[Extracted records]
◆ ◆ ◆ ◆

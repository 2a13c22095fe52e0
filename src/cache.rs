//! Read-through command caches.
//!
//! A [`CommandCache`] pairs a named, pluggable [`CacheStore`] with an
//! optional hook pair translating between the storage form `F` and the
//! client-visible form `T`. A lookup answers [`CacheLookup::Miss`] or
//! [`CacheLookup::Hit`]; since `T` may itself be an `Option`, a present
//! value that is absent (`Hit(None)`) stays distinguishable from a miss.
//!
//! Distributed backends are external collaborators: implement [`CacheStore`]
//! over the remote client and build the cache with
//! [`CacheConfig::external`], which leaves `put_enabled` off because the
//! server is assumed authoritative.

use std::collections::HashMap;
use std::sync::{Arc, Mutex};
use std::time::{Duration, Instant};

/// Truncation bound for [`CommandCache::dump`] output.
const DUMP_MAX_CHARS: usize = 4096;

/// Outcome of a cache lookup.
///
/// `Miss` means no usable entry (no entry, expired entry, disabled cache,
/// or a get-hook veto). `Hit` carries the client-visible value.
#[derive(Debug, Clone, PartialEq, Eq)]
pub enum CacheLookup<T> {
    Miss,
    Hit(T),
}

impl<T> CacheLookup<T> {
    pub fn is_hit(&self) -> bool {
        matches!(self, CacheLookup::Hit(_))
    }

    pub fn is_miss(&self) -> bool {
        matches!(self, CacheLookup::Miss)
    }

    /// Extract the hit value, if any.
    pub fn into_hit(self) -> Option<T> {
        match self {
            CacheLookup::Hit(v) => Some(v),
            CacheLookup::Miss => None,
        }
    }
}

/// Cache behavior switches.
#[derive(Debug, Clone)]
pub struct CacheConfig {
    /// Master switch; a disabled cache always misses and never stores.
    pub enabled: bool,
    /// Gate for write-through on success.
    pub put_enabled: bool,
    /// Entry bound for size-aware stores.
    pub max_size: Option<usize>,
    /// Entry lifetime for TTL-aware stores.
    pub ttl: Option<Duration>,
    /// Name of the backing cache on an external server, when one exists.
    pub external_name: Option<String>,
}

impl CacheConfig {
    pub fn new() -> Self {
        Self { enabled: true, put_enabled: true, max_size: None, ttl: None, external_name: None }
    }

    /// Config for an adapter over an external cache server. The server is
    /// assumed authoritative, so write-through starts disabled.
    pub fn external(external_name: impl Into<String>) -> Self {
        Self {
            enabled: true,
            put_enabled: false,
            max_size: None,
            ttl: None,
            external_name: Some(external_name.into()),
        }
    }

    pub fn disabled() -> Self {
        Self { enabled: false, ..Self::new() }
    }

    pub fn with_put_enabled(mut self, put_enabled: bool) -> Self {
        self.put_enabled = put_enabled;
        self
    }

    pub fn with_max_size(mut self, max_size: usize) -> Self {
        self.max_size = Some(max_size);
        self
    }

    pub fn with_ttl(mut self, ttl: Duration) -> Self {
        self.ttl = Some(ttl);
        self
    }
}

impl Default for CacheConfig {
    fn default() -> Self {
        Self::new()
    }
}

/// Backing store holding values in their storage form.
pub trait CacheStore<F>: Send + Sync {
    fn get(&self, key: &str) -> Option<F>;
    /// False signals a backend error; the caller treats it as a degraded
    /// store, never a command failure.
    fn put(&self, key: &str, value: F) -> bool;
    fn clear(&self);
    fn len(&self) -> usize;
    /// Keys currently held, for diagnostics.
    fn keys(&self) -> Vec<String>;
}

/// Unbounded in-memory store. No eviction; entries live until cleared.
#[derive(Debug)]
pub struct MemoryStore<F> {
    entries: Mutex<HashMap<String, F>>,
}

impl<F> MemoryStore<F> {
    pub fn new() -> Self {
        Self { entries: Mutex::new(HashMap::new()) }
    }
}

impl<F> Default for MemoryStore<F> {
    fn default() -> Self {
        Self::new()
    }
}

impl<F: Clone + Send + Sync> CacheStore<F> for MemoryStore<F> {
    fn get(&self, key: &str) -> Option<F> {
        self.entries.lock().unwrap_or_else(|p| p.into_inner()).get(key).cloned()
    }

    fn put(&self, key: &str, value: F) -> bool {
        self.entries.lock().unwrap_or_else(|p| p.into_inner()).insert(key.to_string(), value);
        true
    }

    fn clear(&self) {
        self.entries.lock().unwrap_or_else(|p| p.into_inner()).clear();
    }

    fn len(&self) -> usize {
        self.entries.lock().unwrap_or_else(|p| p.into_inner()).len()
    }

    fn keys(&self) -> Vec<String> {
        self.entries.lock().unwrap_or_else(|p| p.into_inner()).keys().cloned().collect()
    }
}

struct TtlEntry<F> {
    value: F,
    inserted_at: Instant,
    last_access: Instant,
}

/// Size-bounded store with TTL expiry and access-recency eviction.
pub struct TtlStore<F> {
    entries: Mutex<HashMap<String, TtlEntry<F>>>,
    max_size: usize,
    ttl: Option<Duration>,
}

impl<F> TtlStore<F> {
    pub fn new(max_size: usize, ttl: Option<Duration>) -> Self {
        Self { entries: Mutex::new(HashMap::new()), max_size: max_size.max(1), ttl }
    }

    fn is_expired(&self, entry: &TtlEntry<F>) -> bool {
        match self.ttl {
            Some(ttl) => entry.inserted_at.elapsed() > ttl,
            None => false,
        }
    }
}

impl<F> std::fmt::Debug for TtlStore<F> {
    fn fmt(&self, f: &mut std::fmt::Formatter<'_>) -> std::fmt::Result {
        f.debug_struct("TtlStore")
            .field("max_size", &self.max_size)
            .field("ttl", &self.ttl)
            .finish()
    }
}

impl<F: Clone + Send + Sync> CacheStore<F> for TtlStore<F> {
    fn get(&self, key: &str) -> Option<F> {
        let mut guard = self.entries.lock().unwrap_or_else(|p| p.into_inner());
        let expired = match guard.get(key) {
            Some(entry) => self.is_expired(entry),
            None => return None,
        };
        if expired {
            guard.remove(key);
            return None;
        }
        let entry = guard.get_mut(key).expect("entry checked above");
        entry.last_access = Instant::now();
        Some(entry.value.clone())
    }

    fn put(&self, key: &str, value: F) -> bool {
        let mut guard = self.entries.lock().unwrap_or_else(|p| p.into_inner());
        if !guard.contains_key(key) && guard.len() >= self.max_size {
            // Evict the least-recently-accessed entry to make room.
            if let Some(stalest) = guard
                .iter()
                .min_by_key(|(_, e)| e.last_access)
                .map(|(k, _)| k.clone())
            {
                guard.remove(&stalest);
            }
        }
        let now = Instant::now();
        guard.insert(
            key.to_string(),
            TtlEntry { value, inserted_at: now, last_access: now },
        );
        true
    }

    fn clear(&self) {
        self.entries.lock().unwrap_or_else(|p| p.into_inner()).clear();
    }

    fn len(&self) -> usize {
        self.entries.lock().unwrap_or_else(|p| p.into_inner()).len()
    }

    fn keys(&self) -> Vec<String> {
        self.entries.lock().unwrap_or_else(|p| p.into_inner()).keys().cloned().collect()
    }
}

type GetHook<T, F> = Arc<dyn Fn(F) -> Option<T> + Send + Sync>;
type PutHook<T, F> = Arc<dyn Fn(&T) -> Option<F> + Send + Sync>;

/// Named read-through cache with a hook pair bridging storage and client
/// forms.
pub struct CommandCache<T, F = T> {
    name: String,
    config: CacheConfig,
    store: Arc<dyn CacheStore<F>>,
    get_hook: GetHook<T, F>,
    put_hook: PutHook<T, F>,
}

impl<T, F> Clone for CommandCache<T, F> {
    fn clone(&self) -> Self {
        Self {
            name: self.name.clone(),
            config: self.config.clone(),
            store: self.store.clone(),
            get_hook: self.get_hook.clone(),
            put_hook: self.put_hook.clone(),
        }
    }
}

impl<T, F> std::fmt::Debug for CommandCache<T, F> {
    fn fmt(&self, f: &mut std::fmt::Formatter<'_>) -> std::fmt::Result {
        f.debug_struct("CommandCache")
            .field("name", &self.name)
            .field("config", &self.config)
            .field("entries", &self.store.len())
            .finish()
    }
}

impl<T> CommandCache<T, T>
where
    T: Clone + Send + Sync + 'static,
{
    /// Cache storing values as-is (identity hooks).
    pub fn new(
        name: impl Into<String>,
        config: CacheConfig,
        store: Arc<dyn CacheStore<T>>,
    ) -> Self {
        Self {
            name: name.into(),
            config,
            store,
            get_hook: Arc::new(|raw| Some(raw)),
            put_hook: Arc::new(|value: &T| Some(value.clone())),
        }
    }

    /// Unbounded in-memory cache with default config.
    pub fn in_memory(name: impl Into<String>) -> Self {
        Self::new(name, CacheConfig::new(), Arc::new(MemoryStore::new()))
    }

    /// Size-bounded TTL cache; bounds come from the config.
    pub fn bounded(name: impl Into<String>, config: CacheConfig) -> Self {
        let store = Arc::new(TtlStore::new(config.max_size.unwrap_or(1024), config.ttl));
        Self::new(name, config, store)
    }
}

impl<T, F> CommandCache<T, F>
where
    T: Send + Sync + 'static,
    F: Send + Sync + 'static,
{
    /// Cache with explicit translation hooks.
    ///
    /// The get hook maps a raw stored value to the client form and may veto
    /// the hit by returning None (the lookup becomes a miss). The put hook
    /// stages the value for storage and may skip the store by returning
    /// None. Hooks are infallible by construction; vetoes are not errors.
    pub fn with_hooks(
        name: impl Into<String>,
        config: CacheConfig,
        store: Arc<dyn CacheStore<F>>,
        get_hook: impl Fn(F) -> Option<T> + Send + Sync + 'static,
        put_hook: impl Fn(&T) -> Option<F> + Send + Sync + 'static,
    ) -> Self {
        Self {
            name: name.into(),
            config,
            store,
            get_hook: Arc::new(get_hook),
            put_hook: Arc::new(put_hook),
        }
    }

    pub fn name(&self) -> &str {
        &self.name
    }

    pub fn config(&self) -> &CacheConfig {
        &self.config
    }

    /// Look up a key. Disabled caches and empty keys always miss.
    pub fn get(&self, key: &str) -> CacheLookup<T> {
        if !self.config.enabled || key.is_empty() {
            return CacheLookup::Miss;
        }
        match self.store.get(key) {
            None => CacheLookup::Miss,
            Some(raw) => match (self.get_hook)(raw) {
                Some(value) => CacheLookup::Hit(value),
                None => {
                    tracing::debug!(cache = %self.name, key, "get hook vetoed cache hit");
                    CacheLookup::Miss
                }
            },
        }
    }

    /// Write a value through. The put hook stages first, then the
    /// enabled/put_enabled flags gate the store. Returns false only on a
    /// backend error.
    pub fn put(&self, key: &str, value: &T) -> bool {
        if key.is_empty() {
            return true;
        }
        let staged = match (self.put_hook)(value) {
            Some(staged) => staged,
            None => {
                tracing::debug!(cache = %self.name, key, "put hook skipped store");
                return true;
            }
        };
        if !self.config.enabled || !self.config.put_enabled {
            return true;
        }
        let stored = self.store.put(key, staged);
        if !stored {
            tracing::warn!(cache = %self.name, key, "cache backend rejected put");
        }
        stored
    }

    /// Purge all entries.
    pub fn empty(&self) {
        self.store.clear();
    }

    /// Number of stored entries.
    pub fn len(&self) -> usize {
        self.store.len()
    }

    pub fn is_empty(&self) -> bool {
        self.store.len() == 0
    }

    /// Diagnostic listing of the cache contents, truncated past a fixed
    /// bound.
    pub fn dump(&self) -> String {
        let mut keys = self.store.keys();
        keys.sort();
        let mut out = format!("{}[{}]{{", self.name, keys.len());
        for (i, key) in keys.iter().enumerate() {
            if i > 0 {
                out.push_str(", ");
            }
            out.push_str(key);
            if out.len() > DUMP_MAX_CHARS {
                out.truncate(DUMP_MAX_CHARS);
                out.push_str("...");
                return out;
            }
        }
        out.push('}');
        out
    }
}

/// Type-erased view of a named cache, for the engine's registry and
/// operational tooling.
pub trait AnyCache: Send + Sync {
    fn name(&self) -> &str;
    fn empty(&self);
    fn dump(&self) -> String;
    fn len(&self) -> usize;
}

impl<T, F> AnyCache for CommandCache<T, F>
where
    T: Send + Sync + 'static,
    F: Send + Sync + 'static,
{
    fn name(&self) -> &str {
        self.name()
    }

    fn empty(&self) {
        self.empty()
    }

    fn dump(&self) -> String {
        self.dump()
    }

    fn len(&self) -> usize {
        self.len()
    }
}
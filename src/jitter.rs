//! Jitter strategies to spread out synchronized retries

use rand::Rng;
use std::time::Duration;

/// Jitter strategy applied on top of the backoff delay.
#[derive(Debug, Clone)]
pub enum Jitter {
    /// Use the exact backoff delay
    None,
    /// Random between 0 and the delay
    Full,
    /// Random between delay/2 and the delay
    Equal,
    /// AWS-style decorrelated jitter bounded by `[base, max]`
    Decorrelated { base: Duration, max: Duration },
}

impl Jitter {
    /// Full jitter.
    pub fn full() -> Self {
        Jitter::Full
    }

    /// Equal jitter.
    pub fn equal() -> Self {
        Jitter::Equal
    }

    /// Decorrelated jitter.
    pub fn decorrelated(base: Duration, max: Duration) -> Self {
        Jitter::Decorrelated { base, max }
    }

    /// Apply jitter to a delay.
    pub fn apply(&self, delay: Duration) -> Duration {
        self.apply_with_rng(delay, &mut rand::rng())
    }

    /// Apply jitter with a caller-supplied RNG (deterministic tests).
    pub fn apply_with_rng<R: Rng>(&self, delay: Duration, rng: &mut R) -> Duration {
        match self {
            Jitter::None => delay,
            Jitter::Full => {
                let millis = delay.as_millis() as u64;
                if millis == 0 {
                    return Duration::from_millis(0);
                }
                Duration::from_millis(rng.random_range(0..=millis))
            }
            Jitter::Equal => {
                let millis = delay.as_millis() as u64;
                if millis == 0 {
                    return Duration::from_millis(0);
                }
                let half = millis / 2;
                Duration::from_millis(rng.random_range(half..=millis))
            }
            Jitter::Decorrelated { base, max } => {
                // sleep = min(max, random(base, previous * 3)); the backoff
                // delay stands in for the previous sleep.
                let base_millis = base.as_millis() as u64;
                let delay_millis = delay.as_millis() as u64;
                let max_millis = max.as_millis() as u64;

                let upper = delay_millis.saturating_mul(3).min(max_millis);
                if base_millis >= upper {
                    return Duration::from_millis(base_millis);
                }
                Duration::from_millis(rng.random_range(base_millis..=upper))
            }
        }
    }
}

◆ ◆ ◆ ◆

--- Problem statement ---
Please state how many lines in the entries above include the string "CacheStore", and write only that number.

--- Expected answer ---
8